Q: You serve as Co-Director of the Harvard SOGIE (Sexual Orientation and Gender Identity and Expression) Health Equity Research Collaborative. Tell us more about your role there, what SOGIE does, and how this relates to medical education offered across Harvard.
The Harvard SOGIE Health Equity Research Collaborative is a 100+ person collaborative that brings together experts from diverse disciplines whose research focuses on sexual orientation, gender identity, and health. The collaborative supports researchers at all career stages through our works-in-progress meetings, professional development workshops, mentorship lunches, grant writing sessions, seminar series, and more. In the realm of medical education, I am leading efforts with Harvard Medical School's Sexual and Gender Minority Health Equity Initiative—a multi-year effort to enhance the ability of medical school students and faculty to provide evidence-based care by integrating sexual and gender minority health content across the curriculum. Through that initiative, I am creating a number of programs including a mentorship program as well as a continuing education curriculum for faculty that will soon be available worldwide.
Q: What do you look forward to most about being at DPM/the Institute? You’re also joining at an interesting time – how has the transition been?

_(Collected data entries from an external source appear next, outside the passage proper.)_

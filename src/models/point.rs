//! Point of interest structure shared by every analysis phase.

use serde::{Deserialize, Serialize};

use crate::tabular::Row;

/// Reason attached to points with unusable coordinates.
pub const REASON_INVALID_COORDINATE: &str = "invalid coordinate";
/// Reason attached to points that passed every enabled check.
pub const REASON_VALID_POINT: &str = "valid point";
/// Reason attached to points sharing the same square meter.
pub const REASON_EXACT_OVERLAP: &str = "exact overlap";
/// Reason attached to points clustered within the proximity threshold.
pub const REASON_PROXIMITY: &str = "proximity";
pub const REASON_INCORRECT_STATE: &str = "incorrect state";
pub const REASON_INCORRECT_CITY: &str = "incorrect city";
/// Reason attached when the reverse geocoder failed for the point.
pub const REASON_VERIFICATION_ERROR: &str = "verification error";
pub const REASON_BASE_POINT: &str = "base point";
pub const REASON_MATCHED_POINT: &str = "matched point";

/// Geographic point (lat/lon in degrees)
#[derive(Debug, Clone, Copy, PartialEq, Serialize, Deserialize)]
pub struct GeoPoint {
    pub lat: f64,
    pub lon: f64,
}

impl GeoPoint {
    pub fn new(lat: f64, lon: f64) -> Self {
        Self { lat, lon }
    }
}

impl From<GeoPoint> for geo_types::Point<f64> {
    fn from(p: GeoPoint) -> Self {
        geo_types::Point::new(p.lon, p.lat)
    }
}

/// Classification of a point after analysis or comparison.
#[derive(Debug, Clone, Copy, PartialEq, Eq, Hash, Serialize, Deserialize)]
#[serde(rename_all = "kebab-case")]
pub enum ClassificationKind {
    Clean,
    Invalid,
    Duplicate,
    Proximity,
    LocationMismatch,
    Base,
    Match,
}

impl ClassificationKind {
    /// All kinds, in reporting order
    pub fn all() -> &'static [ClassificationKind] {
        &[
            ClassificationKind::Clean,
            ClassificationKind::Invalid,
            ClassificationKind::Duplicate,
            ClassificationKind::Proximity,
            ClassificationKind::LocationMismatch,
            ClassificationKind::Base,
            ClassificationKind::Match,
        ]
    }

    pub fn is_problem(&self) -> bool {
        matches!(
            self,
            ClassificationKind::Invalid
                | ClassificationKind::Duplicate
                | ClassificationKind::Proximity
                | ClassificationKind::LocationMismatch
        )
    }
}

impl std::fmt::Display for ClassificationKind {
    fn fmt(&self, f: &mut std::fmt::Formatter<'_>) -> std::fmt::Result {
        match self {
            ClassificationKind::Clean => write!(f, "clean"),
            ClassificationKind::Invalid => write!(f, "invalid"),
            ClassificationKind::Duplicate => write!(f, "duplicate"),
            ClassificationKind::Proximity => write!(f, "proximity"),
            ClassificationKind::LocationMismatch => write!(f, "location-mismatch"),
            ClassificationKind::Base => write!(f, "base"),
            ClassificationKind::Match => write!(f, "match"),
        }
    }
}

/// Tagged classification: a kind plus a human-readable reason.
#[derive(Debug, Clone, PartialEq, Eq, Serialize, Deserialize)]
pub struct Classification {
    pub kind: ClassificationKind,
    pub reason: String,
}

impl Classification {
    pub fn new(kind: ClassificationKind, reason: impl Into<String>) -> Self {
        Self {
            kind,
            reason: reason.into(),
        }
    }

    pub fn clean() -> Self {
        Self::new(ClassificationKind::Clean, REASON_VALID_POINT)
    }

    pub fn invalid_coordinate() -> Self {
        Self::new(ClassificationKind::Invalid, REASON_INVALID_COORDINATE)
    }

    pub fn verification_error() -> Self {
        Self::new(ClassificationKind::Invalid, REASON_VERIFICATION_ERROR)
    }

    pub fn duplicate() -> Self {
        Self::new(ClassificationKind::Duplicate, REASON_EXACT_OVERLAP)
    }

    pub fn proximity() -> Self {
        Self::new(ClassificationKind::Proximity, REASON_PROXIMITY)
    }

    pub fn incorrect_state() -> Self {
        Self::new(ClassificationKind::LocationMismatch, REASON_INCORRECT_STATE)
    }

    pub fn incorrect_city() -> Self {
        Self::new(ClassificationKind::LocationMismatch, REASON_INCORRECT_CITY)
    }
}

/// Outcome of a geographic consistency check for one point.
#[derive(Debug, Clone, Default, PartialEq, Serialize, Deserialize)]
pub struct GeographicCheck {
    pub detected_state: Option<String>,
    pub detected_city: Option<String>,
    pub state_match: bool,
    pub city_match: bool,
}

/// One row of an input dataset.
///
/// Coordinates are stored as a single optional pair, so a point can never
/// carry a latitude without a longitude.
#[derive(Debug, Clone)]
pub struct Point {
    /// 1-based data line number (header row excluded)
    pub row: usize,

    /// Parsed coordinates, `None` when either cell failed to parse
    pub location: Option<GeoPoint>,

    /// Original cells, preserved verbatim for export
    pub attributes: Row,

    /// Current classification; later phases replace it
    pub classification: Option<Classification>,

    /// Present only after a geographic consistency check ran
    pub geography: Option<GeographicCheck>,
}

impl Point {
    pub fn new(row: usize, location: Option<GeoPoint>, attributes: Row) -> Self {
        Self {
            row,
            location,
            attributes,
            classification: None,
            geography: None,
        }
    }

    pub fn latitude(&self) -> Option<f64> {
        self.location.map(|l| l.lat)
    }

    pub fn longitude(&self) -> Option<f64> {
        self.location.map(|l| l.lon)
    }

    pub fn has_location(&self) -> bool {
        self.location.is_some()
    }

    pub fn kind(&self) -> Option<ClassificationKind> {
        self.classification.as_ref().map(|c| c.kind)
    }

    pub fn is_classified(&self) -> bool {
        self.classification.is_some()
    }

    /// Replace the classification.
    pub fn classify(&mut self, classification: Classification) {
        self.classification = Some(classification);
    }

    pub fn reason(&self) -> Option<&str> {
        self.classification.as_ref().map(|c| c.reason.as_str())
    }

    pub fn detected_state(&self) -> Option<&str> {
        self.geography
            .as_ref()
            .and_then(|g| g.detected_state.as_deref())
    }

    pub fn detected_city(&self) -> Option<&str> {
        self.geography
            .as_ref()
            .and_then(|g| g.detected_city.as_deref())
    }

    pub fn state_match(&self) -> Option<bool> {
        self.geography.as_ref().map(|g| g.state_match)
    }

    pub fn city_match(&self) -> Option<bool> {
        self.geography.as_ref().map(|g| g.city_match)
    }
}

The Institute has an excellent reputation for not only innovative research but also collegiality and mentorship. Therefore, I am most eager to connect with people and think about new collaborations. My research has primarily leveraged survey data but health services data can uniquely address the health needs of LGBT populations so I'm excited about the Institute being situated in a health plan. I joined the Institute amidst the remote work of the pandemic and, yet, countless people have gone above and beyond to welcome me. I'm looking forward to meeting more of the team in person and exploring how we can work together.
Q: When you’re not working, what do you enjoy doing in your free time?
My partner and I have three kids who keep us on our toes. Cabrie is 3 years old and our identical twins, Ailey and Adlin, are 1 year old. We are renovating a colonial revival house so we're often hammering away, reading Fine Homebuilding, or watching an episode of This Old House. My partner and I met 15 years ago met while standing in line at the original Shake Shack location in New York and bonded over our love of craft cocktails and food so when there aren't kids or hammers in our hands, you can find us at any number of our favorite spots--Sportello, SRV, Asta, O Ya, Sarma, Backbar, Drink, and Toscanini's.